Em vez de fazer elevações da panturrilha com as pernas esticadas (que visam principalmente o gastrocnêmio), tente dobrar levemente os joelhos para ativar o músculo sóleo, diz McPeak. Ambos os músculos são igualmente importantes para treinar, diz ela, mas lembre-se de manter os tornozelos fortes e evitar girá-los para dentro ou para fora.

Experimente em um Perna

Todas as variações acima podem ser feitas em uma única perna para aumentar a dificuldade. Certifique-se de construir força e estabilidade primeiro com variações de peso corporal, diz McPeak. E, novamente, se você está mirando uma perna de cada vez, mas precisa de algum apoio, segure-se em algo resistente para aliviar a pressão nas panturrilhas.
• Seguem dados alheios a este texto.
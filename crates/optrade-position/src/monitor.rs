//! `PositionMonitorLoop`: polls premiums for every open position in one
//! broker round-trip, applies `ExitEvaluator`, and closes or ratchets each
//! position, per `spec.md` §4.11. Structured as a `tokio::task` consuming
//! `self` with a `CancellationToken`, the same shape `optrade-runners::Runner`
//! uses and grounded on the teacher's `TimeStopMonitor::run` periodic loop.

use crate::config::PositionMonitorConfig;
use crate::error::{PositionError, Result};
use crate::evaluator::ExitEvaluator;
use chrono::{DateTime, Utc};
use optrade_broker::{BrokerClient, BrokerOrderStatus, OrderRequest, OrderSide, OrderType};
use optrade_core::{ExitReason, MarketCalendar, Position, PositionMode, Price, WarningReason};
use optrade_eventbus::{Event, EventBus};
use optrade_signal::SignalManager;
use optrade_store::Store;
use optrade_telemetry::metrics::{POSITIONS_CLOSED_TOTAL, POSITIONS_OPEN, POSITIONS_WARNING};
use std::collections::HashSet;
use std::sync::Arc;
use tokio_util::sync::CancellationToken;
use tracing::{error, warn};
use uuid::Uuid;

pub struct PositionMonitorLoop {
    store: Arc<dyn Store>,
    broker: Arc<dyn BrokerClient>,
    event_bus: Arc<EventBus>,
    signal_manager: Arc<SignalManager>,
    calendar: Arc<MarketCalendar>,
    evaluator: ExitEvaluator,
    config: PositionMonitorConfig,
    cancel: CancellationToken,
}

impl PositionMonitorLoop {
    pub fn new(
        store: Arc<dyn Store>,
        broker: Arc<dyn BrokerClient>,
        event_bus: Arc<EventBus>,
        signal_manager: Arc<SignalManager>,
        calendar: Arc<MarketCalendar>,
        config: PositionMonitorConfig,
        cancel: CancellationToken,
    ) -> Self {
        let evaluator = ExitEvaluator::new(config.exit.clone());
        Self {
            store,
            broker,
            event_bus,
            signal_manager,
            calendar,
            evaluator,
            config,
            cancel,
        }
    }

    /// Spawn the supervised loop, consuming `self`.
    pub fn spawn(self) -> PositionMonitorHandle {
        let cancel = self.cancel.clone();
        let join = tokio::spawn(self.run());
        PositionMonitorHandle { cancel, join }
    }

    async fn run(self) {
        let mut ticker = tokio::time::interval(self.config.poll_interval);
        ticker.set_missed_tick_behavior(tokio::time::MissedTickBehavior::Delay);
        loop {
            tokio::select! {
                _ = self.cancel.cancelled() => {
                    tracing::debug!("position monitor cancelled");
                    return;
                }
                _ = ticker.tick() => {
                    if let Err(err) = self.tick().await {
                        warn!(error = %err, "position monitor tick failed");
                    }
                }
            }
        }
    }

    async fn tick(&self) -> Result<()> {
        let positions = self.store.get_open_positions().await?;
        if positions.is_empty() {
            return Ok(());
        }

        let option_symbols: Vec<_> = positions
            .iter()
            .filter_map(|p| p.option_symbol.clone())
            .collect::<HashSet<_>>()
            .into_iter()
            .collect();
        let quotes = self.broker.get_quotes(&option_symbols).await?;
        let now = self.now();

        for mut position in positions {
            let Some(option_symbol) = position.option_symbol.clone() else {
                continue;
            };
            let Some(quote) = quotes.get(&option_symbol) else {
                continue;
            };
            let current = quote.last_price;

            position.update_high_water_mark(current);
            if let Some(new_stop) = self.evaluator.ratchet_stop_loss(&position, current) {
                position.stop_loss = Some(new_stop);
            }

            match self.evaluator.evaluate(&position, current, now, &self.calendar) {
                None => {
                    self.store.update_position(&position).await?;
                    self.event_bus.publish(Event::PositionUpdated(position));
                }
                Some(reason) => {
                    self.close_position(position, current, reason, now).await?;
                }
            }
        }

        Ok(())
    }

    async fn close_position(
        &self,
        mut position: Position,
        current: Price,
        reason: ExitReason,
        now: DateTime<Utc>,
    ) -> Result<()> {
        match position.mode {
            PositionMode::LogOnly | PositionMode::Paper => {
                self.finalize_close(&mut position, current, reason, now).await
            }
            PositionMode::Live => match self.close_live(&position, current).await {
                Ok(fill_price) => self.finalize_close(&mut position, fill_price, reason, now).await,
                Err(err) => {
                    error!(position_id = %position.id, error = %err, "LIVE exit order failed after retry, leaving position open");
                    position.set_warning(WarningReason::ExitOrderFailed);
                    self.store.update_position(&position).await?;
                    POSITIONS_WARNING.inc();
                    self.event_bus.publish(Event::PositionUpdated(position));
                    Ok(())
                }
            },
        }
    }

    async fn finalize_close(
        &self,
        position: &mut Position,
        exit_price: Price,
        reason: ExitReason,
        now: DateTime<Utc>,
    ) -> Result<()> {
        position.close(exit_price, reason, now);
        self.store.update_position(position).await?;
        POSITIONS_OPEN.dec();
        POSITIONS_CLOSED_TOTAL
            .with_label_values(&[exit_reason_label(reason)])
            .inc();
        self.event_bus.publish(Event::PositionClosed(position.clone()));

        match reason {
            ExitReason::StopLoss => self.signal_manager.mark_stopped(position.signal_id).await?,
            _ => self.signal_manager.mark_completed(position.signal_id).await?,
        }
        Ok(())
    }

    /// Place a SELL LIMIT at `current` and wait for a fill, retrying once on
    /// failure. `spec.md` §7's `PartialExitFailure`: a second failure is
    /// surfaced to the caller as a warning rather than closing the position
    /// on a fill that never happened.
    async fn close_live(&self, position: &Position, current: Price) -> Result<Price> {
        for attempt in 0..2 {
            match self.place_and_poll(position, current).await {
                Ok(price) => return Ok(price),
                Err(err) => {
                    warn!(position_id = %position.id, attempt, error = %err, "LIVE exit attempt failed");
                }
            }
        }
        Err(PositionError::ExitOrderFailed {
            position_id: position.id,
            reason: "exit order did not fill after retry".to_string(),
        })
    }

    async fn place_and_poll(&self, position: &Position, current: Price) -> Result<Price> {
        let symbol = position
            .option_symbol
            .clone()
            .unwrap_or_else(|| position.symbol.clone());
        let order = OrderRequest {
            client_order_id: Uuid::new_v4(),
            symbol,
            side: OrderSide::Sell,
            order_type: OrderType::Limit,
            quantity: position.quantity,
            limit_price: Some(current),
        };
        let ack = self.broker.place_order(order).await?;
        let mut latest = ack;
        let deadline = tokio::time::Instant::now() + self.config.order_timeout;

        loop {
            match latest.status {
                BrokerOrderStatus::Filled => {
                    return Ok(latest.average_fill_price.unwrap_or(current));
                }
                BrokerOrderStatus::Rejected | BrokerOrderStatus::Cancelled => {
                    return Err(PositionError::ExitOrderFailed {
                        position_id: position.id,
                        reason: format!("{:?}", latest.status),
                    });
                }
                _ => {}
            }
            if tokio::time::Instant::now() >= deadline {
                return Err(PositionError::ExitOrderFailed {
                    position_id: position.id,
                    reason: "timed out waiting for fill".to_string(),
                });
            }
            tokio::time::sleep(self.config.order_poll_interval).await;
            latest = self.broker.get_order_status(&latest.broker_order_id).await?;
        }
    }

    fn now(&self) -> DateTime<Utc> {
        self.calendar.now().with_timezone(&Utc)
    }
}

fn exit_reason_label(reason: ExitReason) -> &'static str {
    match reason {
        ExitReason::StopLoss => "stop_loss",
        ExitReason::Target => "target",
        ExitReason::TrailingStop => "trailing_stop",
        ExitReason::ExpiryApproaching => "expiry_approaching",
        ExitReason::ManualClose => "manual_close",
        ExitReason::StrategyExit => "strategy_exit",
    }
}

pub struct PositionMonitorHandle {
    cancel: CancellationToken,
    join: tokio::task::JoinHandle<()>,
}

impl PositionMonitorHandle {
    /// Request cancellation and wait for the task to observe it.
    pub async fn stop(self) {
        self.cancel.cancel();
        if let Err(err) = self.join.await {
            warn!(error = %err, "position monitor task panicked during shutdown");
        }
    }
}
//! Signal lifecycle: idempotent submission, status transitions, and the
//! lifecycle events published for every stage a signal passes through.

mod error;
mod manager;

pub use error::{Result, SignalError};
pub use manager::SignalManager;
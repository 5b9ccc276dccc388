//! Precision-safe decimal types for trading.
//!
//! Uses `rust_decimal` for exact decimal arithmetic, avoiding the
//! floating-point rounding errors that are unacceptable in a system that
//! sizes positions and compares stop-loss/target levels.

use rust_decimal::Decimal;
use serde::{Deserialize, Serialize};
use std::fmt;
use std::ops::{Add, Div, Mul, Sub};
use std::str::FromStr;

/// Price with exact decimal precision.
///
/// Wraps `Decimal` to provide type safety and prevent mixing prices with
/// quantities in calculations.
#[derive(Debug, Clone, Copy, PartialEq, Eq, PartialOrd, Ord, Hash, Serialize, Deserialize)]
#[serde(transparent)]
pub struct Price(pub Decimal);

impl Price {
    pub const ZERO: Self = Self(Decimal::ZERO);

    #[inline]
    pub fn new(value: Decimal) -> Self {
        Self(value)
    }

    #[inline]
    pub fn inner(&self) -> Decimal {
        self.0
    }

    #[inline]
    pub fn is_zero(&self) -> bool {
        self.0.is_zero()
    }

    #[inline]
    pub fn is_positive(&self) -> bool {
        self.0.is_sign_positive() && !self.0.is_zero()
    }

    /// Percentage difference from another price: `(self - other) / other * 100`.
    #[inline]
    pub fn pct_from(&self, other: Price) -> Option<Decimal> {
        if other.is_zero() {
            return None;
        }
        Some((self.0 - other.0) / other.0 * Decimal::from(100))
    }

    /// Basis points difference from another price.
    #[inline]
    pub fn bps_from(&self, other: Price) -> Option<Decimal> {
        if other.is_zero() {
            return None;
        }
        Some((self.0 - other.0) / other.0 * Decimal::from(10_000))
    }
}

impl fmt::Display for Price {
    fn fmt(&self, f: &mut fmt::Formatter<'_>) -> fmt::Result {
        write!(f, "{}", self.0)
    }
}

impl FromStr for Price {
    type Err = rust_decimal::Error;

    fn from_str(s: &str) -> Result<Self, Self::Err> {
        Ok(Self(s.parse()?))
    }
}

impl From<Decimal> for Price {
    fn from(d: Decimal) -> Self {
        Self(d)
    }
}

impl Add for Price {
    type Output = Self;
    fn add(self, rhs: Self) -> Self::Output {
        Self(self.0 + rhs.0)
    }
}

impl Sub for Price {
    type Output = Self;
    fn sub(self, rhs: Self) -> Self::Output {
        Self(self.0 - rhs.0)
    }
}

impl Mul<Decimal> for Price {
    type Output = Self;
    fn mul(self, rhs: Decimal) -> Self::Output {
        Self(self.0 * rhs)
    }
}

impl Div<Decimal> for Price {
    type Output = Self;
    fn div(self, rhs: Decimal) -> Self::Output {
        Self(self.0 / rhs)
    }
}

/// Quantity (shares/lots) with exact decimal precision.
///
/// Wraps `Decimal` to provide type safety and prevent mixing quantities
/// with prices in calculations.
#[derive(Debug, Clone, Copy, PartialEq, Eq, PartialOrd, Ord, Hash, Serialize, Deserialize)]
#[serde(transparent)]
pub struct Quantity(pub Decimal);

impl Quantity {
    pub const ZERO: Self = Self(Decimal::ZERO);

    #[inline]
    pub fn new(value: Decimal) -> Self {
        Self(value)
    }

    #[inline]
    pub fn inner(&self) -> Decimal {
        self.0
    }

    #[inline]
    pub fn is_zero(&self) -> bool {
        self.0.is_zero()
    }

    #[inline]
    pub fn is_positive(&self) -> bool {
        self.0.is_sign_positive() && !self.0.is_zero()
    }

    /// Notional value: `self * price`.
    #[inline]
    pub fn notional(&self, price: Price) -> Decimal {
        self.0 * price.0
    }
}

impl fmt::Display for Quantity {
    fn fmt(&self, f: &mut fmt::Formatter<'_>) -> fmt::Result {
        write!(f, "{}", self.0)
    }
}

impl From<Decimal> for Quantity {
    fn from(d: Decimal) -> Self {
        Self(d)
    }
}

impl Add for Quantity {
    type Output = Self;
    fn add(self, rhs: Self) -> Self::Output {
        Self(self.0 + rhs.0)
    }
}

impl Sub for Quantity {
    type Output = Self;
    fn sub(self, rhs: Self) -> Self::Output {
        Self(self.0 - rhs.0)
    }
}

#[cfg(test)]
mod tests {
    use super::*;
    use rust_decimal_macros::dec;

    #[test]
    fn test_price_pct_from() {
        let p1 = Price::new(dec!(100));
        let p2 = Price::new(dec!(110));
        assert_eq!(p2.pct_from(p1).unwrap(), dec!(10));
    }

    #[test]
    fn test_price_bps_from() {
        let p1 = Price::new(dec!(100));
        let p2 = Price::new(dec!(101));
        assert_eq!(p2.bps_from(p1).unwrap(), dec!(100));
    }

    #[test]
    fn test_notional() {
        let qty = Quantity::new(dec!(50));
        let price = Price::new(dec!(100));
        assert_eq!(qty.notional(price), dec!(5000));
    }

    #[test]
    fn test_pct_from_zero_base() {
        let p1 = Price::new(dec!(0));
        let p2 = Price::new(dec!(10));
        assert!(p2.pct_from(p1).is_none());
    }
}
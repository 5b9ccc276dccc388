//! Merges `HistoricalCache` and `CandleAggregator` output into the single
//! validated sequence a `Strategy` is allowed to see, refusing loudly
//! rather than handing back a short or gap-riddled series.

use crate::cache::HistoricalCache;
use crate::error::{AssemblerError, Result};
use optrade_aggregator::CandleAggregator;
use optrade_core::{Candle, Symbol, Timeframe};
use std::sync::Arc;

/// Per-strategy knobs that shape what `DataAssembler` hands back.
#[derive(Debug, Clone)]
pub struct AssemblerConfig {
    pub timeframe: Timeframe,
    pub lookback_periods: usize,
    pub min_periods: usize,
    /// Include the current in-progress (unfinalized) candle in the merged
    /// sequence. Most strategies want only finalized candles.
    pub include_in_progress: bool,
}

/// The validated candle sequence a `Strategy::analyze` call receives.
#[derive(Debug, Clone)]
pub struct Dataset {
    pub symbol: Symbol,
    pub timeframe: Timeframe,
    pub candles: Vec<Candle>,
}

impl Dataset {
    pub fn latest(&self) -> Option<&Candle> {
        self.candles.last()
    }
}

pub struct DataAssembler {
    cache: Arc<HistoricalCache>,
    aggregator: Arc<CandleAggregator>,
}

impl DataAssembler {
    pub fn new(cache: Arc<HistoricalCache>, aggregator: Arc<CandleAggregator>) -> Self {
        Self { cache, aggregator }
    }

    /// Builds the merged historical + live dataset for one strategy
    /// invocation, failing with `AssemblerError` instead of ever returning
    /// a dataset that is too short or too gappy to trust.
    pub async fn dataset_for_strategy(
        &self,
        symbol: &Symbol,
        cfg: &AssemblerConfig,
    ) -> Result<Dataset> {
        let hist = self
            .cache
            .get(symbol, cfg.timeframe, cfg.lookback_periods)
            .await?;

        let mut live = self
            .aggregator
            .recent_finalized(symbol, cfg.timeframe, cfg.lookback_periods);
        if cfg.include_in_progress {
            if let Some(current) = self.aggregator.current(symbol, cfg.timeframe) {
                live.push(current);
            }
        }

        let merged = merge_candles(hist, live);
        validate(&merged, symbol, cfg.timeframe, cfg.min_periods)?;

        Ok(Dataset {
            symbol: symbol.clone(),
            timeframe: cfg.timeframe,
            candles: merged,
        })
    }
}

/// Deduplicates `hist` and `live` on `bucket_start`, with `live` taking
/// priority for buckets present in both, then sorts ascending.
fn merge_candles(hist: Vec<Candle>, live: Vec<Candle>) -> Vec<Candle> {
    use std::collections::BTreeMap;

    let mut by_bucket: BTreeMap<chrono::DateTime<chrono::Utc>, Candle> = BTreeMap::new();
    for c in hist {
        by_bucket.insert(c.bucket_start, c);
    }
    for c in live {
        by_bucket.insert(c.bucket_start, c);
    }
    by_bucket.into_values().collect()
}

/// Fails with `AssemblerError` when the merged sequence is too short, or
/// when its median inter-bucket gap strays more than 10% from the
/// configured timeframe — catching the case where a finer-grained stream
/// was substituted for a coarser one.
fn validate(
    merged: &[Candle],
    symbol: &Symbol,
    timeframe: Timeframe,
    min_periods: usize,
) -> std::result::Result<(), AssemblerError> {
    if merged.is_empty() {
        return Err(AssemblerError::DataUnavailable {
            symbol: symbol.as_str().to_string(),
        });
    }

    if merged.len() < min_periods {
        return Err(AssemblerError::InsufficientPeriods {
            symbol: symbol.as_str().to_string(),
            actual: merged.len(),
            required: min_periods,
        });
    }

    if merged.len() >= 2 {
        let mut gaps: Vec<i64> = merged
            .windows(2)
            .map(|w| (w[1].bucket_start - w[0].bucket_start).num_seconds())
            .collect();
        gaps.sort_unstable();
        let median_secs = gaps[gaps.len() / 2];
        let expected_secs = timeframe.duration().num_seconds();
        let tolerance = expected_secs / 10;
        if (median_secs - expected_secs).abs() > tolerance {
            return Err(AssemblerError::GapMismatch {
                symbol: symbol.as_str().to_string(),
                timeframe: timeframe.as_str().to_string(),
                actual_secs: median_secs,
                expected_secs,
            });
        }
    }

    Ok(())
}
//! Wire-level types exchanged with the broker.

use chrono::{DateTime, Utc};
use optrade_core::{Price, Quantity, Symbol};
use serde::{Deserialize, Serialize};
use uuid::Uuid;

#[derive(Debug, Clone, Copy, PartialEq, Eq, Serialize, Deserialize)]
#[serde(rename_all = "UPPERCASE")]
pub enum OrderSide {
    Buy,
    Sell,
}

#[derive(Debug, Clone, Copy, PartialEq, Eq, Serialize, Deserialize)]
#[serde(rename_all = "snake_case")]
pub enum OrderType {
    Market,
    Limit,
}

#[derive(Debug, Clone, Copy, PartialEq, Eq, Serialize, Deserialize)]
#[serde(rename_all = "snake_case")]
pub enum BrokerOrderStatus {
    Pending,
    Open,
    Filled,
    PartiallyFilled,
    Cancelled,
    Rejected,
}

/// A quote snapshot for any tradable instrument.
#[derive(Debug, Clone, PartialEq, Serialize, Deserialize)]
pub struct Quote {
    pub symbol: Symbol,
    pub last_price: Price,
    pub bid: Price,
    pub ask: Price,
    pub volume: Quantity,
    pub timestamp: DateTime<Utc>,
}

/// Outbound order request.
#[derive(Debug, Clone, PartialEq, Serialize, Deserialize)]
pub struct OrderRequest {
    pub client_order_id: Uuid,
    pub symbol: Symbol,
    pub side: OrderSide,
    pub order_type: OrderType,
    pub quantity: Quantity,
    pub limit_price: Option<Price>,
}

/// Broker's acknowledgement of an `OrderRequest`.
#[derive(Debug, Clone, PartialEq, Serialize, Deserialize)]
pub struct OrderAck {
    pub client_order_id: Uuid,
    pub broker_order_id: String,
    pub status: BrokerOrderStatus,
    pub filled_quantity: Quantity,
    pub average_fill_price: Option<Price>,
    pub acknowledged_at: DateTime<Utc>,
}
    Erros comuns no aumento da panturrilha

    1. Reduzindo a amplitude de movimento. O erro mais comum que vejo as pessoas cometerem é ir rápido demais e reduzir a amplitude de movimento, diz McPeak. É mais importante desacelerar e obter amplitude total de movimento com a forma adequada do que usar pesos mais pesados ​​e compensar a profundidade da articulação do tornozelo, explica ela.
    2. Tornozelos rolantes dentro ou fora. Pode parecer um disco quebrado, mas manter os tornozelos fortes, os pés paralelos e o peso distribuído uniformemente na planta dos pés e nos dedos dos pés reduzirá as lesões e aumentará a força. Se você sentir os tornozelos rolando, McPeak sugere apertar uma bola de tênis entre os calcanhares durante a elevação da panturrilha para ajudar a fortalecer os tendões que correm pela parte interna do tornozelo.
    3. Movimento apressado. Concentrar-se no ritmo do movimento é muito benéfico para a saúde dos tendões, mobilidade e ganhos adicionais de força '', diz McPeak. Uma boa regra é 2-1-2-1, explica ela. Reserve dois segundos para levantar até a extensão total, uma pausa de um segundo na parte superior, dois segundos para abaixar e uma pausa na parte inferior antes de repetir.